As badly as Republicans are screwing up, expect them to maintain control of Congress next year. Because the Democrats can’t lead an opposition out of a wet paper bag.

Ed O’Keefe and Dave Weigel write in WaPo:

Completely sapped of power in Washington, top leaders of the Democratic Party now believe that the best way to fight a president who penned “The Art of the Deal” is with an economic agenda that they plan to call “A Better Deal.” …

…Democratic leaders shared few details to preserve suspense around the plan, which is scheduled to be unveiled Monday at an event in Virginia’s 10th Congressional District, where the party hopes to defeat incumbent Rep. Barbara Comstock (R). But some lawmakers, aides and outside advocates consulted on the new agenda said that it is expected to focus on new proposals to fund job-training programs, renegotiate trade deals and address soaring prescription-drug costs, as well as other issues. It is also expected to endorse long-held Democratic principles, including “a living wage” of $15 per hour and already unveiled spending plans for infrastructure that would expand broadband Internet access into rural counties.

In other words, instead of a vision for the future, Dems are once against trotting out a laundry list of programs that most voters will never hear about anyway. It’s not bad, but it’s not enough; more blah blah blah. And note no mention of health care.
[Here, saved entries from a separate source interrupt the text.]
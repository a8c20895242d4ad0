//! Seedable randomness for jitter, wander, and probability rolls
//!
//! All nondeterminism in the subsystem flows through an injected
//! [`rand::RngCore`], so tests can seed a [`ChaCha8Rng`] and replay
//! exact decision sequences.

use rand::{Rng, RngCore, SeedableRng};
use rand_chacha::ChaCha8Rng;

/// Construct the subsystem's default RNG from a seed
pub fn seeded(seed: u64) -> ChaCha8Rng {
    ChaCha8Rng::seed_from_u64(seed)
}

/// Symmetric jitter in [-amplitude/2, +amplitude/2]
///
/// Amplitude 0 yields exactly 0 without consuming randomness, so
/// jitter-free runs are bit-reproducible.
pub fn jitter(rng: &mut dyn RngCore, amplitude: f32) -> f32 {
    if amplitude <= 0.0 {
        return 0.0;
    }
    rng.gen_range(-amplitude * 0.5..=amplitude * 0.5)
}

/// Bernoulli roll with probability `p` (clamped to [0,1])
pub fn roll(rng: &mut dyn RngCore, p: f32) -> bool {
    if p <= 0.0 {
        return false;
    }
    if p >= 1.0 {
        return true;
    }
    rng.gen::<f32>() < p
}
//! Immutable species definitions and archetype presets
//!
//! A [`SpeciesDef`] is shared read-only data; agents hold it behind an
//! `Arc` and never mutate it. The five archetype presets carry tuned
//! ranges that the utility actions and behavior profiles gate on.

use std::sync::Arc;

use serde::{Deserialize, Serialize};

use crate::core::error::{AiError, Result};

/// Coarse behavioral archetype, selects the FSM profile
#[derive(Debug, Clone, Copy, PartialEq, Eq, Hash, Serialize, Deserialize)]
pub enum Archetype {
    /// Hunts in groups, flanks, flees when alone and outmatched
    PackHunter,
    /// Large solitary predator that holds and patrols territory
    TerritorialApex,
    /// Waits motionless near prey, strikes from short range
    AmbushPredator,
    /// Flies or roams widely, feeds opportunistically, avoids fights
    ScavengerFlyer,
    /// Lurks in dark enclosed spaces, defends its den aggressively
    CaveDweller,
}

/// Immutable per-species tuning
#[derive(Debug, Clone, Serialize, Deserialize)]
pub struct SpeciesDef {
    pub name: String,
    pub archetype: Archetype,

    pub base_speed: f32,
    pub max_health: f32,
    pub damage: f32,
    /// Preferred group size; pack hunters grow bolder near this many allies
    pub pack_size: u32,

    /// How dangerous this species reads to others; anything with a higher
    /// rank is a threat, anything lower is potential prey.
    pub threat_rank: u8,

    // Perception radii (world units)
    pub threat_radius: f32,
    pub prey_radius: f32,
    pub ally_radius: f32,

    // Action ranges
    pub attack_range: f32,
    pub chase_range: f32,
    pub ambush_range: f32,
    pub strike_range: f32,
}

impl SpeciesDef {
    /// Mid-size coordinated pack predator
    pub fn pack_raptor() -> Self {
        Self {
            name: "pack_raptor".into(),
            archetype: Archetype::PackHunter,
            base_speed: 9.0,
            max_health: 180.0,
            damage: 22.0,
            pack_size: 4,
            threat_rank: 5,
            threat_radius: 40.0,
            prey_radius: 35.0,
            ally_radius: 25.0,
            attack_range: 2.0,
            chase_range: 30.0,
            ambush_range: 10.0,
            strike_range: 3.0,
        }
    }

    /// Apex predator that answers intrusion with a roar before closing
    pub fn apex_tyrant() -> Self {
        Self {
            name: "apex_tyrant".into(),
            archetype: Archetype::TerritorialApex,
            base_speed: 7.0,
            max_health: 600.0,
            damage: 60.0,
            pack_size: 1,
            threat_rank: 9,
            threat_radius: 50.0,
            prey_radius: 45.0,
            ally_radius: 0.0,
            attack_range: 3.5,
            chase_range: 40.0,
            ambush_range: 12.0,
            strike_range: 4.0,
        }
    }

    /// Still hunter; scores pounce over chase inside strike range
    pub fn marsh_lurker() -> Self {
        Self {
            name: "marsh_lurker".into(),
            archetype: Archetype::AmbushPredator,
            base_speed: 6.0,
            max_health: 260.0,
            damage: 45.0,
            pack_size: 1,
            threat_rank: 6,
            threat_radius: 30.0,
            prey_radius: 25.0,
            ally_radius: 0.0,
            attack_range: 2.5,
            chase_range: 12.0,
            ambush_range: 10.0,
            strike_range: 3.0,
        }
    }

    /// Wide-ranging opportunist, low threat, quick to flee
    pub fn carrion_wing() -> Self {
        Self {
            name: "carrion_wing".into(),
            archetype: Archetype::ScavengerFlyer,
            base_speed: 11.0,
            max_health: 90.0,
            damage: 8.0,
            pack_size: 3,
            threat_rank: 2,
            threat_radius: 45.0,
            prey_radius: 40.0,
            ally_radius: 30.0,
            attack_range: 1.5,
            chase_range: 10.0,
            ambush_range: 8.0,
            strike_range: 2.0,
        }
    }

    /// Den-bound lurker; defends hard, rarely roams
    pub fn cave_stalker() -> Self {
        Self {
            name: "cave_stalker".into(),
            archetype: Archetype::CaveDweller,
            base_speed: 8.0,
            max_health: 220.0,
            damage: 30.0,
            pack_size: 2,
            threat_rank: 6,
            threat_radius: 20.0,
            prey_radius: 15.0,
            ally_radius: 12.0,
            attack_range: 2.0,
            chase_range: 15.0,
            ambush_range: 9.0,
            strike_range: 2.5,
        }
    }
}

/// Registry of species definitions keyed by name
pub struct SpeciesTable {
    entries: ahash::AHashMap<String, Arc<SpeciesDef>>,
}

impl SpeciesTable {
    pub fn new() -> Self {
        Self { entries: ahash::AHashMap::new() }
    }

    /// Table pre-loaded with the five archetype presets
    pub fn with_defaults() -> Self {
        let mut table = Self::new();
        for def in [
            SpeciesDef::pack_raptor(),
            SpeciesDef::apex_tyrant(),
            SpeciesDef::marsh_lurker(),
            SpeciesDef::carrion_wing(),
            SpeciesDef::cave_stalker(),
        ] {
            table.register(def);
        }
        table
    }

    pub fn register(&mut self, def: SpeciesDef) -> Arc<SpeciesDef> {
        let arc = Arc::new(def);
        self.entries.insert(arc.name.clone(), Arc::clone(&arc));
        arc
    }

    pub fn get(&self, name: &str) -> Result<Arc<SpeciesDef>> {
        self.entries
            .get(name)
            .cloned()
            .ok_or_else(|| AiError::UnknownSpecies(name.to_string()))
    }

    /// Load additional definitions from a JSON array, overriding presets
    /// that share a name
    pub fn load_json(&mut self, json: &str) -> Result<usize> {
        let defs: Vec<SpeciesDef> = serde_json::from_str(json)
            .map_err(|e| AiError::InvalidConfig(format!("species data: {e}")))?;
        let count = defs.len();
        for def in defs {
            self.register(def);
        }
        Ok(count)
    }

    pub fn len(&self) -> usize {
        self.entries.len()
    }

    pub fn is_empty(&self) -> bool {
        self.entries.is_empty()
    }
}

impl Default for SpeciesTable {
    fn default() -> Self {
        Self::with_defaults()
    }
}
How did they come up with this tepid gruel? Dana Milbank provides a clue:

As important as what’s in it is what’s not. Democrats jettisoned social and foreign policy issues for this exercise, eschewing the identity politics and box-checking that has plagued Democratic campaigns in the past, most recently Hillary Clinton’s. This will be purely an economic message.
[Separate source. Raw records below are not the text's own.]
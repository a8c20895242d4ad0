pub mod agent;
pub mod species;

pub use agent::{Agent, BehaviorState};
pub use species::{Archetype, SpeciesDef, SpeciesTable};
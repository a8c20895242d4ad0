//! Live agent state
//!
//! An [`Agent`] is mutated only by its own tick; external systems set the
//! aggression multiplier, apply damage, and handle death/despawn.

use std::sync::Arc;

use crate::core::types::{AgentId, TimeMs, Vec2, Vec3};
use crate::entity::species::SpeciesDef;

/// Coarse behavioral state owned by the species profile FSM
#[derive(Debug, Clone, Copy, PartialEq, Eq, Hash)]
pub enum BehaviorState {
    Idle,
    Wandering,
    Chasing,
    Attacking,
    Defending,
    Fleeing,
    Roaring,
    Eating,
}

/// One simulated creature
#[derive(Debug, Clone)]
pub struct Agent {
    pub id: AgentId,
    pub position: Vec3,
    pub velocity: Vec3,
    /// Facing angle on the ground plane, radians
    pub heading: f32,

    pub health: f32,
    pub max_health: f32,
    /// 0 = sated, 100 = starving
    pub hunger: f32,
    /// > 0 means tranquilized; the orchestrator skips sedated agents
    pub sedation: f32,

    pub state: BehaviorState,
    /// Animation tag emitted with the current state; consumed by the
    /// rendering layer, opaque here
    pub animation: &'static str,
    pub state_entered_at: TimeMs,
    pub last_attack_at: Option<TimeMs>,
    pub last_roar_at: Option<TimeMs>,

    /// External scalar (time-of-day, world events) scaling aggressive
    /// action scores; 1.0 is baseline
    pub aggression: f32,

    /// Current chase/flee target, if the profile has locked one
    pub target: Option<AgentId>,

    pub species: Arc<SpeciesDef>,
}

impl Agent {
    pub fn spawn(species: Arc<SpeciesDef>, position: Vec3) -> Self {
        Self {
            id: AgentId::new(),
            position,
            velocity: Vec3::ZERO,
            heading: 0.0,
            health: species.max_health,
            max_health: species.max_health,
            hunger: 20.0,
            sedation: 0.0,
            state: BehaviorState::Idle,
            animation: "idle",
            state_entered_at: 0,
            last_attack_at: None,
            last_roar_at: None,
            aggression: 1.0,
            target: None,
            species,
        }
    }

    pub fn is_dead(&self) -> bool {
        self.health <= 0.0
    }

    pub fn is_sedated(&self) -> bool {
        self.sedation > 0.0
    }

    /// Health as a 0..1 fraction
    pub fn health_frac(&self) -> f32 {
        if self.max_health > 0.0 {
            (self.health / self.max_health).clamp(0.0, 1.0)
        } else {
            0.0
        }
    }

    /// Enter a state and its animation atomically
    ///
    /// Re-entering the current state keeps the original entry timestamp,
    /// so elapsed-in-state transitions still fire while an action keeps
    /// winning selection tick after tick.
    pub fn enter_state(&mut self, state: BehaviorState, animation: &'static str, now: TimeMs) {
        if self.state != state {
            self.state_entered_at = now;
        }
        self.state = state;
        self.animation = animation;
    }

    /// Milliseconds spent in the current state
    pub fn time_in_state(&self, now: TimeMs) -> TimeMs {
        now.saturating_sub(self.state_entered_at)
    }

    pub fn attack_ready(&self, now: TimeMs, cooldown_ms: TimeMs) -> bool {
        self.last_attack_at
            .map_or(true, |t| now.saturating_sub(t) >= cooldown_ms)
    }

    pub fn roar_ready(&self, now: TimeMs, cooldown_ms: TimeMs) -> bool {
        self.last_roar_at
            .map_or(true, |t| now.saturating_sub(t) >= cooldown_ms)
    }

    /// Ground-plane position
    pub fn flat_pos(&self) -> Vec2 {
        self.position.flat()
    }

    /// Ground-plane velocity
    pub fn flat_vel(&self) -> Vec2 {
        self.velocity.flat()
    }

    /// Apply a ground-plane steering force: damp velocity toward the
    /// desired direction, cap at species speed, and turn the heading.
    pub fn apply_steering(&mut self, force: Vec2, turn: f32, dt: f32) {
        let mut vel = self.flat_vel() + force * dt;
        vel = vel.truncate(self.species.base_speed);
        self.velocity.x = vel.x;
        self.velocity.z = vel.y;
        if vel.length_sq() > 1e-6 {
            self.heading = vel.angle();
        }
        self.heading += turn * dt;
    }
}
They also resisted invitations to steer the party toward the center (as pollster Mark Penn advised) or in a more progressive agenda. This is meant to be a populist manifesto that doesn’t conform to the left/right debate but instead aims to align Democrats with ordinary, middle-class Americans fighting powerful special interests.
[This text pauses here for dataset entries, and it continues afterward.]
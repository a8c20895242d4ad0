//! AI configuration with documented constants
//!
//! All tuned values are collected here with explanations of their purpose
//! and how they interact with each other.

use serde::{Deserialize, Serialize};

use crate::core::error::{AiError, Result};

/// Configuration for the creature AI subsystem
///
/// These values have been tuned to produce believable predator/prey
/// behavior at interactive rates. Changing them affects pacing and feel.
#[derive(Debug, Clone, Serialize, Deserialize)]
pub struct AiConfig {
    // === SPATIAL SYSTEM ===
    /// Size of each cell in the spatial hash grid (world units)
    ///
    /// Should be roughly 1/3 to 1/5 of the largest perception radius.
    /// Smaller = more cells swept per query, fewer agents filtered per cell.
    pub grid_cell_size: f32,

    // === PERCEPTION ===
    /// Maximum age of a cached perception snapshot (wall-clock ms)
    ///
    /// Within this window every system asking "what's nearby" gets the
    /// same snapshot without re-querying the grid. Under load spikes
    /// perception may lag the world by up to this much; that staleness
    /// is an accepted bound, not a bug.
    pub perception_ttl_ms: u64,

    /// Capacity of the snapshot pool
    ///
    /// One snapshot per live agent is the steady state; the pool caps
    /// how many released snapshots are kept warm. Exhaustion falls back
    /// to direct allocation.
    pub snapshot_pool_capacity: usize,

    // === DECISION ENGINE ===
    /// Symmetric random jitter added to final weighted scores
    ///
    /// At 0.05, actions within ±0.025 of each other trade wins at random,
    /// which reads as naturalistic variety. Set to 0.0 for deterministic
    /// selection in tests.
    pub score_jitter: f32,

    // === STEERING ===
    /// Hard cap on composed steering force magnitude
    pub max_steering_force: f32,

    /// Radius inside which Arrive starts slowing down (world units)
    pub arrive_slow_radius: f32,

    /// Radius inside which Flee/Evade panic is at full strength
    pub panic_radius: f32,

    /// Wander heading jitter per tick (radians, half-amplitude)
    pub wander_jitter: f32,

    // === ACTION COMMITMENT ===
    /// Minimum interval between attacks (ms)
    pub attack_cooldown_ms: u64,

    /// Minimum interval between roars (ms)
    pub roar_cooldown_ms: u64,

    /// Duration an attack animation commits the agent (ms)
    ///
    /// While committed, the FSM will not leave Attacking. Matches the
    /// strike animation so attacks cannot be interrupted mid-swing.
    pub attack_commit_ms: u64,

    /// Duration a roar commits the agent (ms)
    pub roar_commit_ms: u64,
}

impl Default for AiConfig {
    fn default() -> Self {
        Self {
            grid_cell_size: 16.0,

            perception_ttl_ms: 100,
            snapshot_pool_capacity: 256,

            score_jitter: 0.05,

            max_steering_force: 10.0,
            arrive_slow_radius: 8.0,
            panic_radius: 12.0,
            wander_jitter: 0.4,

            attack_cooldown_ms: 2_000,
            roar_cooldown_ms: 8_000,
            attack_commit_ms: 700,
            roar_commit_ms: 1_500,
        }
    }
}

impl AiConfig {
    pub fn new() -> Self {
        Self::default()
    }

    /// Validate configuration for internal consistency
    pub fn validate(&self) -> Result<()> {
        if self.grid_cell_size <= 0.0 {
            return Err(AiError::InvalidConfig(
                "grid_cell_size must be positive".into(),
            ));
        }
        if self.max_steering_force <= 0.0 {
            return Err(AiError::InvalidConfig(
                "max_steering_force must be positive".into(),
            ));
        }
        if self.score_jitter < 0.0 {
            return Err(AiError::InvalidConfig(
                "score_jitter must be >= 0".into(),
            ));
        }
        // Commitment shorter than cooldown, otherwise agents re-enter
        // Attacking before the previous strike has resolved.
        if self.attack_commit_ms >= self.attack_cooldown_ms {
            return Err(AiError::InvalidConfig(format!(
                "attack_commit_ms ({}) must be < attack_cooldown_ms ({})",
                self.attack_commit_ms, self.attack_cooldown_ms
            )));
        }
        Ok(())
    }
}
I think they forgot the “manifesto” part. The Democratic Party is like your unhip parents trying to be cool, and failing.

And then there’s this:

House Minority Leader Nancy Pelosi (D-Calif.) also told the newspaper that Democrats are not looking for a “course correction,” but rather a “presentation correction.”

Sweetums, you need the course correction. Trust me.

Benjamin Hart writes at New York Magazine:

To quote Jeb Bush: please clap.

If this rather anodyne phrasing sounds familiar, it’s because it recalls two successful slogans of presidents past: Theodore Roosevelt’s “Square Deal,” back in 1910, and, of course, FDR’s “New Deal,” which he rolled out to great effect in 1932. (You’d think there might have been advances in political branding technology in the intervening 85 years. You’d be wrong.) It also may work as a foil to the supposed “dealmaker in chief” who currently occupies the White House.

Both of the Roosevelts focused with laser-like precision on economic security for Americans, and today’s Democrats are attempting to follow suit.

I wrote yesterday in despair of Democrats’ seizing the opportunity on health care that the GOP has handed them. Yep; they’re going to blow it.